- Goal of the exercise -
From the records below, transcribe exactly the lines that begin at the line with "repository 72c34075fe336256" and end at the line with "pub type Result<T>", both included.

━━━

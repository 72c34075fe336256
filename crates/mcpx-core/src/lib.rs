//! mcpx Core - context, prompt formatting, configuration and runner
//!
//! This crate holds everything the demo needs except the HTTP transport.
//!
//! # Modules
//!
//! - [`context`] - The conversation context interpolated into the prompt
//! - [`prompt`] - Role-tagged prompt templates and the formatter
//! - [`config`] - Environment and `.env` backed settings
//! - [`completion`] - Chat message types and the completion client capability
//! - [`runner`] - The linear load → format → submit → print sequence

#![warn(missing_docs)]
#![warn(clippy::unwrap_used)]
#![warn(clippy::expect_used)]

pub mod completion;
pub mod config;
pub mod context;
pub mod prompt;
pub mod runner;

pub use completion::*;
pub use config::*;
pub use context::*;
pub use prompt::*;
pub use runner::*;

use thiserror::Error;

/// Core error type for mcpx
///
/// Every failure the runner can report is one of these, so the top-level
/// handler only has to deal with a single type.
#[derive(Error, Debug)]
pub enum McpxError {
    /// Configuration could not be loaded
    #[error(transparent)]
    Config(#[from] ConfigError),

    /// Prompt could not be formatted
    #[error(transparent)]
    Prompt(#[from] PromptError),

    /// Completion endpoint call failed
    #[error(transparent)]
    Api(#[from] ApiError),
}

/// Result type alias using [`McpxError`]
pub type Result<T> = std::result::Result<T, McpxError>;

━━━

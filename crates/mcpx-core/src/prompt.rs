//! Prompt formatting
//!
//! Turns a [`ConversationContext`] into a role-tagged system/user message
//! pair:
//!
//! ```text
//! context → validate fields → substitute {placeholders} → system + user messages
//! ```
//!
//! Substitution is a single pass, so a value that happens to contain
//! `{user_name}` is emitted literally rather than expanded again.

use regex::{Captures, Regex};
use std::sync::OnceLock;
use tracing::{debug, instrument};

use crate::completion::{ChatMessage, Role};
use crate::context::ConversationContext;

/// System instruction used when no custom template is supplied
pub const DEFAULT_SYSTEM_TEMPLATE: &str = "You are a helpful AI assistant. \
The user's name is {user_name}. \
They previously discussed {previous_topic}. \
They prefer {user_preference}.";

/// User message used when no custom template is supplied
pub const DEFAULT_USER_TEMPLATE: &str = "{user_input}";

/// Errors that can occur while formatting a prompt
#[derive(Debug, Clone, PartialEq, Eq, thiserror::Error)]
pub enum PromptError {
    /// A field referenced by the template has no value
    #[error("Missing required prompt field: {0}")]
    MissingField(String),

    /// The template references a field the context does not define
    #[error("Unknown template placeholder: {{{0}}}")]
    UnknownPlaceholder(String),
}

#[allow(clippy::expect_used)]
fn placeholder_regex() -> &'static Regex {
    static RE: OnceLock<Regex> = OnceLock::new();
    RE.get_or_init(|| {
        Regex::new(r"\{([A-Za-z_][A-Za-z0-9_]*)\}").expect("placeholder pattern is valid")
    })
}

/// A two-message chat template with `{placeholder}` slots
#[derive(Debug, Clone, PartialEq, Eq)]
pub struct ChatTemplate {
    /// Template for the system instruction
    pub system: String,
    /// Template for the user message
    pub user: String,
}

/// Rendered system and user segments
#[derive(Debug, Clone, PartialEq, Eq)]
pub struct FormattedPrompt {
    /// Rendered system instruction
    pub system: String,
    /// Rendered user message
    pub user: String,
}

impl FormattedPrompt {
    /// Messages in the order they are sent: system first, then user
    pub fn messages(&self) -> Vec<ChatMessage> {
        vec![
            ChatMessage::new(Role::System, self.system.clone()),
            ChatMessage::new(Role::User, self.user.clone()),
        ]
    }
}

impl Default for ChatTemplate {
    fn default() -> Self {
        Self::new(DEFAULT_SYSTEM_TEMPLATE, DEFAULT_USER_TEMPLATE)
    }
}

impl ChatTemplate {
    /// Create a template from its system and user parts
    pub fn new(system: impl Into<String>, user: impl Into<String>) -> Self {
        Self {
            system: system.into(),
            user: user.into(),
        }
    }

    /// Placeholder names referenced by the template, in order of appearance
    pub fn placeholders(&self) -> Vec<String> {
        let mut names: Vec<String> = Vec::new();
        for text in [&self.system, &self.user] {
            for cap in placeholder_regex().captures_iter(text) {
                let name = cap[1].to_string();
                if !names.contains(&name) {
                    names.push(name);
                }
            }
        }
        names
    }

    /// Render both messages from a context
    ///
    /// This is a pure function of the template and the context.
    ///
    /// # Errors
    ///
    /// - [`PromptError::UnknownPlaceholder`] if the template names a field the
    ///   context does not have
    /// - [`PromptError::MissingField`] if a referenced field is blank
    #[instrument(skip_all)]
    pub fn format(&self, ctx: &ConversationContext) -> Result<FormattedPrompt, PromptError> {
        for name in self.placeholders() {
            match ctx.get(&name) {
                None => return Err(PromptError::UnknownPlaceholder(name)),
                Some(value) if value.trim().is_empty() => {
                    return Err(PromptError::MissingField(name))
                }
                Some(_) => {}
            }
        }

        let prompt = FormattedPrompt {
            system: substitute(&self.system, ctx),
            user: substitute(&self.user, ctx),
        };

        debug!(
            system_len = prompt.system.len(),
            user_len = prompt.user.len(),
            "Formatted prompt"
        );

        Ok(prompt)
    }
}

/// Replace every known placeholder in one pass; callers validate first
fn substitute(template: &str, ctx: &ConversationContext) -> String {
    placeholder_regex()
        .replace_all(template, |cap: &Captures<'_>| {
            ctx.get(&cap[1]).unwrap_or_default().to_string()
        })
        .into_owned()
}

━━━

- Solution to this problem -
repository 72c34075fe336256
filename crates/mcpx-core/src/lib.rs
//! mcpx Core - context, prompt formatting, configuration and runner
//!
//! This crate holds everything the demo needs except the HTTP transport.
//!
//! # Modules
//!
//! - [`context`] - The conversation context interpolated into the prompt
//! - [`prompt`] - Role-tagged prompt templates and the formatter
//! - [`config`] - Environment and `.env` backed settings
//! - [`completion`] - Chat message types and the completion client capability
//! - [`runner`] - The linear load → format → submit → print sequence

#![warn(missing_docs)]
#![warn(clippy::unwrap_used)]
#![warn(clippy::expect_used)]

pub mod completion;
pub mod config;
pub mod context;
pub mod prompt;
pub mod runner;

pub use completion::*;
pub use config::*;
pub use context::*;
pub use prompt::*;
pub use runner::*;

use thiserror::Error;

/// Core error type for mcpx
///
/// Every failure the runner can report is one of these, so the top-level
/// handler only has to deal with a single type.
#[derive(Error, Debug)]
pub enum McpxError {
    /// Configuration could not be loaded
    #[error(transparent)]
    Config(#[from] ConfigError),

    /// Prompt could not be formatted
    #[error(transparent)]
    Prompt(#[from] PromptError),

    /// Completion endpoint call failed
    #[error(transparent)]
    Api(#[from] ApiError),
}

/// Result type alias using [`McpxError`]
pub type Result<T> = std::result::Result<T, McpxError>;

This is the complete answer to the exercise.